“There was a great story yesterday by ‘technology writer’ Dan Goodin at the Associated Press, and because it was from the AP, we can read it on several sites,” John Gruber writes for Daring Fireball. “What’s great about an AP story like this one is that if you’re only paying attention to the headlines, it creates the impression that there are multiple reports from all over the web corroborating the same point, when in fact it’s just one story, repeated many times over by news publications that regurgitate whatever comes in over the AP wire.”
“Journalism this good deserves a close analysis,” Gruber writes before providing said analysis with gusto.

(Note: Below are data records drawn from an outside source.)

/// Shared utilities and types used across all layers
///
/// This module contains:
/// - Protocol definitions (API requests, views, summaries)
/// - Metrics registry
/// - Utilities (timestamp)

pub mod metrics;
pub mod protocol;
pub mod timestamp;

// Re-export commonly used types
pub use protocol::{
    AuthRequest, AuthResponse, BuyNowRequest, CommentRequest, ItemSummary, ItemView, Pagination,
    PlaceBidRequest, RegisterItemRequest, RegisterUserRequest, UserProfile,
};

pub use timestamp::get_fast_timestamp;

“With Apple yesterday launching a new television ad campaign that draws specific, pointed attention to the fact that Macs are not besieged by malware — this sort of bogus ‘trend piece’ that purposefully conflates the issues of whether Macs are in theory potentially vulnerable to malware (yes) with whether Macs are in reality under attack (no) is just what the doctor ordered,” Gruber writes.
“If Goodin wanted to be reasonable or accurate, he could have written a story titled ‘Some Guy Double-Clicked a Trojan Horse Virus for Mac OS X but It Didn’t Actually Spread to Anyone Else,’ but what kind of story would that be? OK, it’d be a true story, but it wouldn’t be a good story,” Gruber writes. “No one would have linked to such a story except to make fun of it: What would be the point of making a big stink out of one guy who got hit by a Mac OS X Trojan horse — which was so poorly written that it couldn’t even successfully spread to another computer — when there are hundreds of thousands (millions?) of Windows users suffering from malware every single day? What good journalism calls for is taking that one guy, and writing an article that presents his episode as though it were part of a trend of increasing Mac virus attacks. No one is going to make fun of Dan Goodin — or the Associated Press, or the dozens of reputable news outlets that ran the story — for that.”
Full article, highly recommended, here.
MacDailyNews Take: The Mac Web is a better place thanks to John Gruber’s writings.